Plus délicate peut être la décision d'appliquer la majoration de déplacement pour raison socio-environnementale (MDE). L'isolement ou l'éloignement sans aucun moyen de locomotion sont les premiers critères retenus par le Dr Lainé. La composition de la famille entre aussi en ligne de compte, quand il y a « des gosses en bas âge ».
En Haute-Normandie, l'AcBUS régional sur la visite a prévu de laisser aux généralistes un « espace de liberté et de responsabilité » permettant aux médecins de tenir compte de « situations particulières ». Le Dr Jean Godard, délégué régional de MG-France, qui a participé à la négociation de l'AcBUS, insiste sur le « pragmatisme » et le « bon sens » de cet accord local. « Il n'était pas question de créer des casus belli dès le départ », explique-t-il. Une souplesse bienvenue dans ce bassin de vie où l'isolement des populations s'ajoute aux mauvais indicateurs de santé : beaucoup d'hypertension et de cholestérol, beaucoup d'AVC avec leurs séquelles invalidantes. « Chômage, calvados, cuisine à la crème et au beurre », avance, entre autres explications, le Dr Lainé.

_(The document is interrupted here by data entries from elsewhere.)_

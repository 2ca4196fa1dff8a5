use std::sync::Arc;

use axum::{
    extract::State,
    http::StatusCode,
    response::{IntoResponse, Response},
};
use minijinja::context;

use crate::core::error::{AppError, Result};
use crate::core::extractor::AppForm;
use crate::features::auth::model::AuthenticatedUser;
use crate::features::users::dtos::RegisterForm;
use crate::features::users::services::{UserService, USERNAME_TAKEN};
use crate::shared::flash::{redirect_with_flash, Flash, IncomingFlash};
use crate::shared::page::HtmlPage;
use crate::shared::validation::{FormErrors, NON_FIELD_ERRORS};

const TEMPLATE: &str = "registration/register.html";

/// Show the empty registration form
pub async fn register_page(
    viewer: Option<AuthenticatedUser>,
    flash: IncomingFlash,
) -> Result<Response> {
    HtmlPage::new(TEMPLATE)
        .viewer(viewer.as_ref())
        .flash(flash)
        .render(context! {
            form => RegisterForm::default(),
            errors => FormErrors::new(),
        })
}

/// Create the account, or re-render the form with inline errors
pub async fn register(
    State(service): State<Arc<UserService>>,
    viewer: Option<AuthenticatedUser>,
    AppForm(form): AppForm<RegisterForm>,
) -> Result<Response> {
    let form = form.normalized();
    let errors = form.check();

    if !errors.is_empty() {
        return render_invalid(viewer.as_ref(), &form, &errors);
    }

    match service.register(form.clone()).await {
        Ok(_) => Ok(redirect_with_flash(
            "/login",
            Flash::success("Account created successfully. You can now login."),
        )
        .into_response()),
        Err(AppError::Validation(msg)) => {
            let mut errors = FormErrors::new();
            let field = if msg == USERNAME_TAKEN {
                "username"
            } else {
                NON_FIELD_ERRORS
            };
            errors.add(field, msg);
            render_invalid(viewer.as_ref(), &form, &errors)
        }
        Err(e) => Err(e),
    }
}

fn render_invalid(
    viewer: Option<&AuthenticatedUser>,
    form: &RegisterForm,
    errors: &FormErrors,
) -> Result<Response> {
    HtmlPage::new(TEMPLATE)
        .status(StatusCode::UNPROCESSABLE_ENTITY)
        .viewer(viewer)
        .render(context! {
            form => form,
            errors => errors,
        })
}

La difficulté d'être juge et partie
Au moment de remplir la feuille de soins, le généraliste a parfois des « cas de conscience ». Le déplacement est-il vraiment justifié ? Il y a l'esprit et la lettre de la réforme. Certaines situations cliniques n'entrent pas dans les critères retenus pour appliquer la majoration de déplacement remboursée. Mais le supplément de confort, qui justifierait que le patient paie de sa poche, ne s'impose pas nécessairement. Or, c'est la seule décision du médecin qui conditionne le remboursement. L'humanisme prend souvent le relais. « Ça me gêne, car je suis juge et partie, admet le Dr Lainé. Mais j'ai de la compassion et, dans le doute, mon choix profite souvent au malade, pas à la Sécu. » C'est le cas de cette femme de 65 ans qui « vient toujours au cabinet », mais qui a appelé ce matin pour une crise d'asthme, et à laquelle le généraliste applique finalement une majoration remboursée. C'est le cas aussi de cette jeune patiente clouée au lit par une crise de migraine et une gastro-entérite et pour laquelle le Dr Lainé choisit la MDE, « après avoir hésité au sujet d'un dépassement ». Elle aussi « se déplace toujours quand elle peut », argumente le généraliste. Dernière étape chez une « petite vieille ». Angoisse généralisée, crise d'hystérie, problème aux yeux, sentiment d'abandon surtout. Pour le Dr Lainé, « on est dans la psychiatrie pure et dure ». Il cotera V+MDE « à cause de l'isolement ».
Une douzaine de patients ont été vus dans la matinée. Pour cette fois, le Dr Lainé n'a appliqué aucun DE. Le généraliste n'a pas eu besoin de consulter son référentiel. Comme une vieille armoire normande plantée dans le salon, la nouvelle visite fait déjà partie des meubles.
(1) En 2001, la CNAM a recensé 65 millions de visites, soit près du quart des actes (23,5 %) pratiqués en France par les généralistes. Les visites ne représentent que 9 % des actes en Allemagne et 11 % en Italie.